Des membres des forces libyennes fidèles à Khalifa Haftar, à Benghazi, le 19 septembre. / ABDULLAH DOMA / AFP

C’était une simple visite « technique », sans apparat ni cérémonie, exécutée dans la plus parfaite discrétion. Arrivé lundi 25 septembre dans l’après-midi dans un avion militaire italien, le maréchal Khalifa Haftar, homme fort de la Cyrénaïque (Est de la Libye), devait regagner son pays mercredi matin, après un voyage de quarante-huit heures sur lequel bien peu d’informations auront filtré.

Selon un communiqué assez évasif du ministère de la défense italien, publié mardi en fin de journée, le commandant de l’Armée nationale libyenne s’est entretenu avec la ministre de la défense italienne, Roberta Pinotti, de « la stabilisation de la Libye, la lutte contre le terrorisme international et le contrôle des flux migratoires », tandis qu’étaient réaffirmés le soutien de Rome aux initiatives de réconciliation nationale menées par les Nations unies et l’injonction à ce que le règlement du conflit opposant le chef militaire au gouvernement de Tripoli, soutenu par la communauté internationale, se fasse hors de tout recours à une « solution militaire ». De source diplomatique, la protection des sites du groupe énergétique ENI, très implanté dans la région, a également été évoquée.

Rupture

Pour discrète qu’elle ait été, la visite du maréchal Haftar n’en marque pas moins la concrétisation d’une rupture. Il y a trois mois encore, l’Italie excluait formellement de considérer ce chef militaire comme un interlocuteur à part entière. Ce refus était d’autant plus vif que le maréchal Haftar, qui contrôle la Cyrénaïque, une région traditionnellement hostile à l’influence de l’ancienne puissance coloniale italienne, était vu avant tout comme l’homme des Egyptiens. Or les relations entre Rome et Le Caire étaient au plus mal, depuis la mort suspecte de l’étudiant Giulio Regeni, début 2016, sur lequel Le Caire refuse toujours de faire toute la lumière.

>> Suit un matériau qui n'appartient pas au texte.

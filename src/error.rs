use actix_web::{HttpResponse, ResponseError, http::StatusCode};
use serde_json::json;
use thiserror::Error;

use crate::services::mailer::DispatchError;
use crate::store::StoreError;

pub type AttendanceResult<T> = Result<T, AttendanceError>;

#[derive(Debug, Error)]
pub enum AttendanceError {
    #[error("{0} not found")]
    NotFound(String),

    #[error("forbidden: {0}")]
    Forbidden(String),

    /// A storage uniqueness constraint rejected the write; retry with fresh state.
    #[error("conflict: {0}")]
    Conflict(String),

    #[error("invalid input: {0}")]
    InvalidInput(String),

    #[error("report dispatch failed: {0}")]
    Dispatch(#[from] DispatchError),

    #[error("storage error: {0}")]
    Storage(#[source] sqlx::Error),
}

impl AttendanceError {
    pub fn not_found(what: impl Into<String>) -> Self {
        Self::NotFound(what.into())
    }

    pub fn forbidden(reason: impl Into<String>) -> Self {
        Self::Forbidden(reason.into())
    }
}

impl From<StoreError> for AttendanceError {
    fn from(err: StoreError) -> Self {
        match err {
            StoreError::Constraint(detail) => AttendanceError::Conflict(detail),
            StoreError::Database(e) => AttendanceError::Storage(e),
        }
    }
}

impl ResponseError for AttendanceError {
    fn status_code(&self) -> StatusCode {
        match self {
            AttendanceError::NotFound(_) => StatusCode::NOT_FOUND,
            AttendanceError::Forbidden(_) => StatusCode::FORBIDDEN,
            AttendanceError::Conflict(_) => StatusCode::CONFLICT,
            AttendanceError::InvalidInput(_) => StatusCode::BAD_REQUEST,
            AttendanceError::Dispatch(_) => StatusCode::BAD_GATEWAY,
            AttendanceError::Storage(_) => StatusCode::INTERNAL_SERVER_ERROR,
        }
    }

    fn error_response(&self) -> HttpResponse {
        let message = match self {
            AttendanceError::Storage(e) => {
                tracing::error!(error = %e, "Storage failure");
                "Internal Server Error".to_string()
            }
            AttendanceError::Dispatch(e) => {
                tracing::error!(error = %e, "Report dispatch failure");
                "Failed to send the report".to_string()
            }
            other => other.to_string(),
        };

        HttpResponse::build(self.status_code()).json(json!({ "message": message }))
    }
}
use crate::auth::auth::AuthUser;
use crate::error::{AttendanceError, AttendanceResult};
use crate::services::recorder::AttendanceRecorder;
use crate::utils::date_utils::deserialize_optional_date;
use actix_web::{HttpResponse, web};
use chrono::NaiveDate;
use serde::Deserialize;
use utoipa::{IntoParams, ToSchema};

#[derive(Deserialize, ToSchema)]
pub struct SubmitAttendance {
    /// Defaults to today (school-local). A date-time is cut to its date.
    #[schema(example = "2026-01-01", format = "date", value_type = Option<String>)]
    #[serde(default, deserialize_with = "deserialize_optional_date")]
    pub date: Option<NaiveDate>,
    /// Defaults to the caller's own teacher profile
    #[schema(example = 7)]
    pub teacher_id: Option<u64>,
    /// The complete absent set for the class; everyone else is present
    #[schema(example = json!([1001, 1004]))]
    pub absent_student_ids: Vec<u64>,
}

#[derive(Deserialize, IntoParams)]
#[into_params(parameter_in = Query)]
pub struct DateQuery {
    /// Attendance date (YYYY-MM-DD); today when omitted
    #[param(value_type = Option<String>, example = "2026-01-01")]
    pub date: Option<NaiveDate>,
}

/// Submit a class roll call
#[utoipa::path(
    put,
    path = "/api/attendance/classes/{class_id}",
    params(
        ("class_id" = String, Path, description = "Class (grade) id")
    ),
    request_body(
        content = SubmitAttendance,
        description = "Absent students for the class and date",
        content_type = "application/json"
    ),
    responses(
        (status = 200, description = "Attendance saved", body = ReconcileOutcome),
        (status = 400, description = "Class is not tracked or teacher_id missing", body = Object, example = json!({
            "message": "invalid input: teacher_id is required"
        })),
        (status = 401, description = "Unauthorized"),
        (status = 403, description = "Forbidden", body = Object, example = json!({
            "message": "forbidden: teachers may only record attendance for today"
        })),
        (status = 404, description = "Class, teacher or student not found"),
        (status = 409, description = "Conflicting concurrent write; retry"),
        (status = 500, description = "Internal server error")
    ),
    security(
        ("bearer_auth" = [])
    ),
    tag = "Attendance"
)]
pub async fn submit_attendance(
    auth: AuthUser,
    recorder: web::Data<AttendanceRecorder>,
    path: web::Path<String>,
    payload: web::Json<SubmitAttendance>,
) -> AttendanceResult<HttpResponse> {
    let class_id = path.into_inner();
    let payload = payload.into_inner();

    let date = payload.date.unwrap_or_else(|| recorder.today());
    let teacher_id = payload
        .teacher_id
        .or(auth.caller.teacher_id)
        .ok_or_else(|| AttendanceError::InvalidInput("teacher_id is required".into()))?;

    let outcome = recorder
        .reconcile(
            &auth.caller,
            &class_id,
            date,
            teacher_id,
            &payload.absent_student_ids,
        )
        .await?;

    Ok(HttpResponse::Ok().json(outcome))
}

/// Roll-call sheet for a class
#[utoipa::path(
    get,
    path = "/api/attendance/classes/{class_id}",
    params(
        ("class_id" = String, Path, description = "Class (grade) id"),
        DateQuery
    ),
    responses(
        (status = 200, description = "Students with their status for the date", body = ClassRoll),
        (status = 401, description = "Unauthorized"),
        (status = 403, description = "Forbidden"),
        (status = 404, description = "Class not found"),
        (status = 500, description = "Internal server error")
    ),
    security(
        ("bearer_auth" = [])
    ),
    tag = "Attendance"
)]
pub async fn class_roll(
    auth: AuthUser,
    recorder: web::Data<AttendanceRecorder>,
    path: web::Path<String>,
    query: web::Query<DateQuery>,
) -> AttendanceResult<HttpResponse> {
    let roll = recorder
        .class_roll(&auth.caller, &path.into_inner(), query.date)
        .await?;

    Ok(HttpResponse::Ok().json(roll))
}
use anyhow::{Context, Result, anyhow};
use chrono::NaiveTime;
use chrono_tz::Tz;
use dotenvy::dotenv;
use std::env;
use std::str::FromStr;

#[derive(Clone, Debug)]
pub struct Config {
    pub database_url: String,
    pub database_max_connections: u32,
    pub jwt_secret: String,
    pub server_addr: String,

    // Rate limiting
    pub rate_protected_per_min: u32,

    pub api_prefix: String,
    pub log_dir: String,

    /// IANA zone the school's day and report time are reckoned in
    pub timezone: Tz,

    // Daily report
    pub report_time: NaiveTime,
    pub report_recipient: String,
    pub school_name: String,

    // Mail transport
    pub smtp: SmtpConfig,
}

#[derive(Clone, Debug)]
pub struct SmtpConfig {
    pub host: String,
    pub port: u16,
    pub user: Option<String>,
    pub password: Option<String>,
    pub from: String,
}

fn required(key: &str) -> Result<String> {
    env::var(key).with_context(|| format!("{key} must be set"))
}

fn optional(key: &str) -> Option<String> {
    env::var(key).ok().filter(|v| !v.trim().is_empty())
}

fn parsed_or<T>(key: &str, default: T) -> Result<T>
where
    T: FromStr,
    T::Err: std::fmt::Display,
{
    match optional(key) {
        Some(raw) => raw
            .trim()
            .parse()
            .map_err(|e| anyhow!("{key} has an invalid value {raw:?}: {e}")),
        None => Ok(default),
    }
}

/// Parses a local wall-clock time written as `HH:MM` (or `HH:MM:SS`).
pub fn parse_report_time(raw: &str) -> Result<NaiveTime> {
    let raw = raw.trim();
    NaiveTime::parse_from_str(raw, "%H:%M")
        .or_else(|_| NaiveTime::parse_from_str(raw, "%H:%M:%S"))
        .map_err(|e| anyhow!("REPORT_TIME has an invalid value {raw:?}: {e}"))
}

impl Config {
    pub fn from_env() -> Result<Self> {
        dotenv().ok();

        let report_time = match optional("REPORT_TIME") {
            Some(raw) => parse_report_time(&raw)?,
            None => NaiveTime::from_hms_opt(13, 30, 0).context("default report time")?,
        };

        let smtp_user = optional("SMTP_USER");
        let smtp_from = optional("SMTP_FROM")
            .or_else(|| smtp_user.clone())
            .context("SMTP_FROM or SMTP_USER must be set")?;

        Ok(Self {
            server_addr: required("SERVER_ADDR")?,
            database_url: required("DATABASE_URL")?,
            database_max_connections: parsed_or("DATABASE_MAX_CONNECTIONS", 10)?,
            jwt_secret: required("JWT_SECRET")?,

            rate_protected_per_min: parsed_or("RATE_PROTECTED_PER_MIN", 1000)?,

            api_prefix: optional("API_PREFIX").unwrap_or_else(|| "/api".to_string()),
            log_dir: optional("LOG_DIR").unwrap_or_else(|| "logs".to_string()),

            timezone: parsed_or("SCHOOL_TIMEZONE", Tz::UTC)?,
            report_time,
            report_recipient: required("REPORT_RECIPIENT")?,
            school_name: optional("SCHOOL_NAME").unwrap_or_else(|| "School".to_string()),

            smtp: SmtpConfig {
                host: required("SMTP_HOST")?,
                port: parsed_or("SMTP_PORT", 587)?,
                user: smtp_user,
                password: optional("SMTP_PASSWORD"),
                from: smtp_from,
            },
        })
    }
}

#[cfg(test)]
impl Config {
    pub fn testing(jwt_secret: &str) -> Self {
        Self {
            database_url: "mysql://localhost/attendance_test".into(),
            database_max_connections: 1,
            jwt_secret: jwt_secret.into(),
            server_addr: "127.0.0.1:0".into(),
            rate_protected_per_min: 1000,
            api_prefix: "/api".into(),
            log_dir: "logs".into(),
            timezone: Tz::UTC,
            report_time: NaiveTime::from_hms_opt(13, 30, 0).unwrap(),
            report_recipient: "office@school.example".into(),
            school_name: "School".into(),
            smtp: SmtpConfig {
                host: "localhost".into(),
                port: 25,
                user: None,
                password: None,
                from: "attendance@school.example".into(),
            },
        }
    }
}

#[cfg(test)]
mod tests {
    use super::*;

    #[test]
    fn report_time_accepts_minutes_and_seconds() {
        assert_eq!(
            parse_report_time("13:30").unwrap(),
            NaiveTime::from_hms_opt(13, 30, 0).unwrap()
        );
        assert_eq!(
            parse_report_time(" 07:05:09 ").unwrap(),
            NaiveTime::from_hms_opt(7, 5, 9).unwrap()
        );
    }

    #[test]
    fn school_timezone_parses_iana_names() {
        // SAFETY: no other test reads this variable
        unsafe { env::set_var("SCHOOL_TIMEZONE", "Asia/Dhaka") };
        let tz = parsed_or("SCHOOL_TIMEZONE", Tz::UTC).unwrap();
        unsafe { env::set_var("SCHOOL_TIMEZONE", "Mars/Olympus") };
        let err = parsed_or("SCHOOL_TIMEZONE", Tz::UTC).unwrap_err();
        unsafe { env::remove_var("SCHOOL_TIMEZONE") };

        assert_eq!(tz, chrono_tz::Asia::Dhaka);
        assert!(err.to_string().contains("SCHOOL_TIMEZONE"));
        assert_eq!(parsed_or("SCHOOL_TIMEZONE", Tz::UTC).unwrap(), Tz::UTC);
    }

    #[test]
    fn report_time_rejects_garbage() {
        let err = parse_report_time("half past one").unwrap_err();
        assert!(err.to_string().contains("REPORT_TIME"));
    }
}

L’initiative française de la fin du mois de juillet, aboutissant à une rencontre entre Khalifa Haftar et le dirigeant du gouvernement « officiel » de Tripoli, Faïez Sarraj, à La Celle-Saint-Cloud (Yvelines), ressentie comme une mauvaise manière par l’Italie, aura été un des déclencheurs de ce virage. L’ambassadeur italien en Egypte a été renvoyé au Caire en août. Début septembre, le ministre de l’intérieur Marco Minniti, ancien chef des services secrets et grand architecte du plan italien pour stopper les flux migratoires au départ des côtes libyennes, a fait une visite discrète mais très remarquée au maréchal Haftar, dans sa ville de Benghazi. Ce dernier, qui se présente comme un nationaliste intransigeant, avait, en effet, protesté contre l’accord, signé par le gouvernement d’union nationale de M. Sarraj, permettant aux navires militaires italiens d’intervenir dans les eaux territoriales libyennes, dans le cadre de la lutte contre les passeurs et l’immigration clandestine. Pour espérer faire tenir l’accord fragile et controversé qui a permis le spectaculaire ralentissement des départs en mer depuis la Libye, Rome ne néglige aucun soutien.